Task inputs -

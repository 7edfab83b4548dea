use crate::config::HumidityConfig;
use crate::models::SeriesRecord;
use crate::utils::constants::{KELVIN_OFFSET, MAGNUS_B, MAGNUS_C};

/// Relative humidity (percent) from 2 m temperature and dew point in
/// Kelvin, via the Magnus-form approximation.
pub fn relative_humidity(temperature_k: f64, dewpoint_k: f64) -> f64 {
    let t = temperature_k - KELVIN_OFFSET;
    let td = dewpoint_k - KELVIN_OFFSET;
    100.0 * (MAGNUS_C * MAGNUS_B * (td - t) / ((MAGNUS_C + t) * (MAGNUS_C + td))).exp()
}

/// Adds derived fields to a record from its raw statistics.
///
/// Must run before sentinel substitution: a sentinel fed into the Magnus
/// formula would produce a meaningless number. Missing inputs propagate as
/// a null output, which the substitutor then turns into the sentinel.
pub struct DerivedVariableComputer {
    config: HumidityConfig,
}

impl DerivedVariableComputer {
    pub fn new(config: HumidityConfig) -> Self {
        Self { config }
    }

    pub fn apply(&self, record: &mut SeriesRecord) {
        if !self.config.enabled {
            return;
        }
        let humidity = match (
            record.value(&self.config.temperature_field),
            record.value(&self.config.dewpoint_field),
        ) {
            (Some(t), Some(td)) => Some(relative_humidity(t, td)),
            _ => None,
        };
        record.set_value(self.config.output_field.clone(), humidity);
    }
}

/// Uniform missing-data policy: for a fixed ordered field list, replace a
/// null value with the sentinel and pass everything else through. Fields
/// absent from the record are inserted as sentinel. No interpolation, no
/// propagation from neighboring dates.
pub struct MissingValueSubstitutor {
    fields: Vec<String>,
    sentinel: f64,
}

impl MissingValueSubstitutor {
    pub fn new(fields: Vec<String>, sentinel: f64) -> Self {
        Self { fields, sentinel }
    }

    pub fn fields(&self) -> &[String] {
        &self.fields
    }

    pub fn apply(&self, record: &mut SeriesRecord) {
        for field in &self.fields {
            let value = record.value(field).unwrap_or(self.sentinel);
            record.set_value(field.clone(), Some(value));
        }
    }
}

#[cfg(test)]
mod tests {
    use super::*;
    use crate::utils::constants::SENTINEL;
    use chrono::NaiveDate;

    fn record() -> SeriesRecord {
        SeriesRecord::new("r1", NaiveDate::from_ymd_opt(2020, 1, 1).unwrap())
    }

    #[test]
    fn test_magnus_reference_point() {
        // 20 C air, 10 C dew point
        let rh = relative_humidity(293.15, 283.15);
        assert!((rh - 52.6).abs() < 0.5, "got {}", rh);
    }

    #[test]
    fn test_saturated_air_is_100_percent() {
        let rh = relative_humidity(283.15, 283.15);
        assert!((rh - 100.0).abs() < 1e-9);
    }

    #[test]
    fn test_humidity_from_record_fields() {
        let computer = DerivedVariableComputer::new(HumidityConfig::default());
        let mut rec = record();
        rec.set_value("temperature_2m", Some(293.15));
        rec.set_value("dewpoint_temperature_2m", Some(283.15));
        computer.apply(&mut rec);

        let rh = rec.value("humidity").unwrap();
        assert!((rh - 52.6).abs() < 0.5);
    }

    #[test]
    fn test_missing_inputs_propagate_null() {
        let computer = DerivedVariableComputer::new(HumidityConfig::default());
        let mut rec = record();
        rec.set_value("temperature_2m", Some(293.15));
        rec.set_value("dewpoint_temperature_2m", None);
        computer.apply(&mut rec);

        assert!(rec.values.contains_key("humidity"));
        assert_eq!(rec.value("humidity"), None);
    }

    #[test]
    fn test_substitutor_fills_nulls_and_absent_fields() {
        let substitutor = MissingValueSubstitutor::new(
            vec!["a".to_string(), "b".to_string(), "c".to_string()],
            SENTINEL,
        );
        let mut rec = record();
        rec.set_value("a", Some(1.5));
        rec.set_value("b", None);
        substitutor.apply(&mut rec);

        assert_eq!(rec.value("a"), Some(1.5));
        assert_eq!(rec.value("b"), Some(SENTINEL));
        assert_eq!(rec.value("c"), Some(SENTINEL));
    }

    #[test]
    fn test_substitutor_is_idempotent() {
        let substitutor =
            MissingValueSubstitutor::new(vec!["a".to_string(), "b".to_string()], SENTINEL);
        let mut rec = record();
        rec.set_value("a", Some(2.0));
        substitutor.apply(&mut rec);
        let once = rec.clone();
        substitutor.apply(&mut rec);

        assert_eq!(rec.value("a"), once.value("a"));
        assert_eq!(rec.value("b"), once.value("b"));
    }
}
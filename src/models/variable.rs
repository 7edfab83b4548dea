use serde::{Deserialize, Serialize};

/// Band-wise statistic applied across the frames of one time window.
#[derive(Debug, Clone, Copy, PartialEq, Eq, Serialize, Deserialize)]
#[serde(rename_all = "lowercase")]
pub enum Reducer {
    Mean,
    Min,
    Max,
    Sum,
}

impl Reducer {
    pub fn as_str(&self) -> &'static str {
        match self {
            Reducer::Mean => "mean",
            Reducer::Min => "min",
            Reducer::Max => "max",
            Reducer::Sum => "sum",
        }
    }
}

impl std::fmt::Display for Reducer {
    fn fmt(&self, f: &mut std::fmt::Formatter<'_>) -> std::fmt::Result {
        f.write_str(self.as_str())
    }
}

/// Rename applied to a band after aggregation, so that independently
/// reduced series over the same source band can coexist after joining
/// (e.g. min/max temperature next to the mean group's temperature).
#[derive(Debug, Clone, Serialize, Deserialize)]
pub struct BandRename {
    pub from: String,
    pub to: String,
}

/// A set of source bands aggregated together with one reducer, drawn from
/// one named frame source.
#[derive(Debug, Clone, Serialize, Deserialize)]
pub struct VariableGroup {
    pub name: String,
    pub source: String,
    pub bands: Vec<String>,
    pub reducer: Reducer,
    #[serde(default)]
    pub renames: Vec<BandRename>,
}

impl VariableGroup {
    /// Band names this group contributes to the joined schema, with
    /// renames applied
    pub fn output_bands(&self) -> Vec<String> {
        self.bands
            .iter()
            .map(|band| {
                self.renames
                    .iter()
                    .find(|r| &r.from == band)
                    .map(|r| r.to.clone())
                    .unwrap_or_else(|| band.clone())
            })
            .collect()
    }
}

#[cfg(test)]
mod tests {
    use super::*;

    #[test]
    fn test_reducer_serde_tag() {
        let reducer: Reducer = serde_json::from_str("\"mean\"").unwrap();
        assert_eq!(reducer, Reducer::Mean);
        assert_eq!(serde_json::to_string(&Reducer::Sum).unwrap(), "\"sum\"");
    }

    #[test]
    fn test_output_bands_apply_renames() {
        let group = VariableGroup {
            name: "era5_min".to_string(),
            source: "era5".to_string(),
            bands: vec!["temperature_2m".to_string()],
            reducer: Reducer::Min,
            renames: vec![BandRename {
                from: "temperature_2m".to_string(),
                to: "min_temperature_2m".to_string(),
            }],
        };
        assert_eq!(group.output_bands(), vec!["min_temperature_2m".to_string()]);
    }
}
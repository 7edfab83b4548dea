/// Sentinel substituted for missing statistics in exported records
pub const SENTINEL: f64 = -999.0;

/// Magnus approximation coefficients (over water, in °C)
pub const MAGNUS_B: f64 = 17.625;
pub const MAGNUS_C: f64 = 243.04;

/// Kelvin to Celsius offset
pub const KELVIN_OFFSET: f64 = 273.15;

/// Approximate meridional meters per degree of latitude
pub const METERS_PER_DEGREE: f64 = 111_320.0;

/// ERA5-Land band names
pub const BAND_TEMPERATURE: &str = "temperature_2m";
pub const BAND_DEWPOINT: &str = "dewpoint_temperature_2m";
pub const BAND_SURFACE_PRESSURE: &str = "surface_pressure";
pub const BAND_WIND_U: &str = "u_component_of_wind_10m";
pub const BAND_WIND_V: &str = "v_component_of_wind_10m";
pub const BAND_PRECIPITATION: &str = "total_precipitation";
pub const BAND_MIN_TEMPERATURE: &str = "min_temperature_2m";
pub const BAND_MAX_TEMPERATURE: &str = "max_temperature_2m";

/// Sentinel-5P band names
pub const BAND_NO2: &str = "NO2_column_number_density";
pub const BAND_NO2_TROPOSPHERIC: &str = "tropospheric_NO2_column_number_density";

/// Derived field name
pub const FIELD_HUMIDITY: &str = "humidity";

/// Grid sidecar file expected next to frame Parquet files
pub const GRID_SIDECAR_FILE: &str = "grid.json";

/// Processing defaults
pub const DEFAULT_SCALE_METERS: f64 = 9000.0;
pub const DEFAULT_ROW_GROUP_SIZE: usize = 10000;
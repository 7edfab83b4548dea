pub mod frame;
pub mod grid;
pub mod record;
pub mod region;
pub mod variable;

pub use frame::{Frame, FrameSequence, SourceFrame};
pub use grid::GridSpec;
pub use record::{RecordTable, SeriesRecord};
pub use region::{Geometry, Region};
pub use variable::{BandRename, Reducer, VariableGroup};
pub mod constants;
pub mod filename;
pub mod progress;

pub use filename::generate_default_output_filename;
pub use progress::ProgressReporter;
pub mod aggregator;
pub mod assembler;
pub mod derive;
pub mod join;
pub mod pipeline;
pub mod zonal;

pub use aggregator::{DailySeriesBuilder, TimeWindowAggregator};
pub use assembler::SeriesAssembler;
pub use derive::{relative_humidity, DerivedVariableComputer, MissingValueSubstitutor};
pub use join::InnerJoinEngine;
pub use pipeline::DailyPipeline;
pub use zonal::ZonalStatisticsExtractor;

Problem to solve - Would you give the number of lines above that hold "Serialize"? Only the number is needed.

Exercise solution - 4